Gestern Nachmittag, am 28. Mai 2026, ereignete sich in der Siemensstraße in Günzburg ein schwerer Unfall, der die Stadt in Atem hielt. Um etwa 16.15 Uhr wurde eine 31-jährige Fußgängerin, die gerade die Straße überqueren wollte, von einem Auto erfasst. Der 38-jährige Autofahrer könnte möglicherweise das Rotlicht der Ampel missachtet haben. Das Resultat? Eine dramatische Szene, die sich vor den Augen der Passanten entfaltete.

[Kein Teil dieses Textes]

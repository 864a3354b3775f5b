//! Landmark sources: the boundary to the perception models.
//!
//! Both pipelines pull exactly one landmark set per frame from a source. Real
//! detectors live outside this crate; the recorded sources here replay traces
//! captured earlier so the classifiers can run without a camera or a model.

use image::{GrayImage, RgbImage};
use serde::{Deserialize, Serialize};
use std::collections::VecDeque;
use std::fs;
use std::path::Path;

use crate::error::{SenseError, SenseResult};
use crate::types::{FaceLandmarks, HandLandmarks};

/// Index fingertip in the 21-point hand layout
pub const INDEX_FINGER_TIP: usize = 8;

/// Eye contours in the 68-point face layout, six points each
pub const LEFT_EYE: [usize; 6] = [36, 37, 38, 39, 40, 41];
pub const RIGHT_EYE: [usize; 6] = [42, 43, 44, 45, 46, 47];

pub const HAND_LANDMARK_COUNT: usize = 21;
pub const FACE_LANDMARK_COUNT: usize = 68;

pub trait HandLandmarkSource {
    /// `Ok(None)` when no hand is in the frame
    fn detect(&mut self, frame: &RgbImage) -> SenseResult<Option<HandLandmarks>>;
}

pub trait FaceLandmarkSource {
    /// `Ok(None)` when no face is in the frame
    fn detect(&mut self, gray: &GrayImage) -> SenseResult<Option<FaceLandmarks>>;
}

impl<S: HandLandmarkSource + ?Sized> HandLandmarkSource for Box<S> {
    fn detect(&mut self, frame: &RgbImage) -> SenseResult<Option<HandLandmarks>> {
        (**self).detect(frame)
    }
}

impl<S: FaceLandmarkSource + ?Sized> FaceLandmarkSource for Box<S> {
    fn detect(&mut self, gray: &GrayImage) -> SenseResult<Option<FaceLandmarks>> {
        (**self).detect(gray)
    }
}

/// On-disk hand trace: frame size plus one entry per frame (`null` = no hand)
#[derive(Debug, Clone, Serialize, Deserialize)]
pub struct HandTrace {
    #[serde(default = "HandTrace::default_width")]
    pub width: u32,
    #[serde(default = "HandTrace::default_height")]
    pub height: u32,
    pub frames: Vec<Option<HandLandmarks>>,
}

impl HandTrace {
    fn default_width() -> u32 {
        640
    }

    fn default_height() -> u32 {
        480
    }

    pub fn load(path: impl AsRef<Path>) -> SenseResult<Self> {
        let path = path.as_ref();
        if !path.exists() {
            return Err(SenseError::FileNotFound {
                path: path.to_path_buf(),
            });
        }
        let content = fs::read_to_string(path)?;
        Ok(serde_json::from_str(&content)?)
    }
}

/// Replays recorded hand landmarks, one entry per `detect` call.
/// Frame contents are ignored.
#[derive(Debug, Default)]
pub struct RecordedHandSource {
    frames: VecDeque<Option<HandLandmarks>>,
    mirrored: bool,
}

impl RecordedHandSource {
    pub fn new(frames: impl IntoIterator<Item = Option<HandLandmarks>>) -> Self {
        Self {
            frames: frames.into_iter().collect(),
            mirrored: false,
        }
    }

    /// Report every hand flipped horizontally
    pub fn mirrored(mut self, mirrored: bool) -> Self {
        self.mirrored = mirrored;
        self
    }

    pub fn push(&mut self, hand: Option<HandLandmarks>) {
        self.frames.push_back(hand);
    }

    pub fn remaining(&self) -> usize {
        self.frames.len()
    }
}

impl HandLandmarkSource for RecordedHandSource {
    fn detect(&mut self, _frame: &RgbImage) -> SenseResult<Option<HandLandmarks>> {
        let hand = self
            .frames
            .pop_front()
            .ok_or_else(|| SenseError::landmark_source("recorded hand trace exhausted"))?;
        Ok(match hand {
            Some(h) if self.mirrored => Some(h.mirrored()),
            other => other,
        })
    }
}

/// Replays recorded face landmarks, one entry per `detect` call.
#[derive(Debug, Default)]
pub struct RecordedFaceSource {
    frames: VecDeque<Option<FaceLandmarks>>,
}

impl RecordedFaceSource {
    pub fn new(frames: impl IntoIterator<Item = Option<FaceLandmarks>>) -> Self {
        Self {
            frames: frames.into_iter().collect(),
        }
    }

    pub fn push(&mut self, face: Option<FaceLandmarks>) {
        self.frames.push_back(face);
    }

    pub fn remaining(&self) -> usize {
        self.frames.len()
    }
}

impl FaceLandmarkSource for RecordedFaceSource {
    fn detect(&mut self, _gray: &GrayImage) -> SenseResult<Option<FaceLandmarks>> {
        self.frames
            .pop_front()
            .ok_or_else(|| SenseError::landmark_source("recorded face trace exhausted"))
    }
}

/// Reads a face sidecar file: `null` or a `FaceLandmarks` object
pub fn load_face_sidecar(path: impl AsRef<Path>) -> SenseResult<Option<FaceLandmarks>> {
    let content = fs::read_to_string(path)?;
    Ok(serde_json::from_str(&content)?)
}

#[cfg(test)]
mod tests {
    use super::*;
    use crate::types::{NormalizedPoint, PixelPoint};

    fn blank() -> RgbImage {
        RgbImage::new(4, 4)
    }

    #[test]
    fn hand_source_replays_in_order_then_fails() {
        let hand = HandLandmarks::new(vec![NormalizedPoint::new(0.2, 0.4)]);
        let mut source = RecordedHandSource::new(vec![Some(hand.clone()), None]);

        assert_eq!(source.detect(&blank()).unwrap(), Some(hand));
        assert_eq!(source.detect(&blank()).unwrap(), None);
        assert_eq!(source.remaining(), 0);
        assert!(matches!(
            source.detect(&blank()),
            Err(SenseError::Source { .. })
        ));
    }

    #[test]
    fn mirrored_hand_source_flips_points() {
        let hand = HandLandmarks::new(vec![NormalizedPoint::new(0.2, 0.4)]);
        let mut source = RecordedHandSource::new(vec![Some(hand)]).mirrored(true);
        let got = source.detect(&blank()).unwrap().unwrap();
        assert!((got.points[0].x - 0.8).abs() < 1e-6);
        assert_eq!(got.points[0].y, 0.4);
    }

    #[test]
    fn face_source_replays_pushed_frames() {
        let mut source = RecordedFaceSource::default();
        source.push(None);
        source.push(Some(FaceLandmarks::new(vec![PixelPoint::new(1, 2)])));

        let gray = GrayImage::new(4, 4);
        assert_eq!(source.detect(&gray).unwrap(), None);
        assert_eq!(source.detect(&gray).unwrap().unwrap().points.len(), 1);
        assert!(source.detect(&gray).is_err());
    }

    #[test]
    fn hand_trace_parses_null_frames_and_defaults() {
        let json = r#"{ "frames": [ null, { "points": [ { "x": 0.5, "y": 0.5 } ] } ] }"#;
        let trace: HandTrace = serde_json::from_str(json).unwrap();
        assert_eq!(trace.width, 640);
        assert_eq!(trace.height, 480);
        assert_eq!(trace.frames.len(), 2);
        assert!(trace.frames[0].is_none());
    }

    #[test]
    fn face_sidecar_accepts_null() {
        let dir = tempfile::tempdir().unwrap();
        let path = dir.path().join("frame_0001.json");
        fs::write(&path, "null").unwrap();
        assert_eq!(load_face_sidecar(&path).unwrap(), None);
    }
}
use crate::types::PipelineOutput;
use anyhow::Result;
use image::RgbImage;

/// One frame in, at most one symbol out.
///
/// `Ok(None)` is the normal "nothing to report" outcome (no subject in view,
/// or no gesture this frame). Errors only come from the landmark source.
pub trait Pipeline {
    fn name(&self) -> String;
    fn process(&mut self, frame: &RgbImage) -> Result<Option<PipelineOutput>>;
}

Die Fußgängerin erlitt bei dem Aufprall schwere Verletzungen und musste schnellstmöglich ins Krankenhaus gebracht werden. Laut aktuellem Stand besteht jedoch keine Lebensgefahr für die junge Frau, was zumindest einen kleinen Lichtblick in dieser bedrückenden Situation darstellt. Der Sachschaden am Fahrzeug beläuft sich auf etwa 1.500 Euro, was für den Fahrer gewiss nicht die besten Nachrichten sind.
Rettungskräfte und Verkehrsbehinderungen
Die Feuerwehr Günzburg eilte zur Unfallstelle, um die Situation abzusichern und den Rettungsdienst zu unterstützen. Ein wichtiger Einsatz, bei dem jede Sekunde zählt. Die Siemensstraße wurde bis 17.15 Uhr im Bereich des Unfalls für den Verkehr gesperrt, was zu erheblichen Verkehrsbehinderungen führte. Wer zur gleichen Zeit auf dieser Straße unterwegs war, musste sich in Geduld üben. Die Polizei hat bereits mit weiteren Ermittlungen begonnen und wird den Ampelphasenplan auswerten, um genauere Informationen über den Hergang zu erhalten.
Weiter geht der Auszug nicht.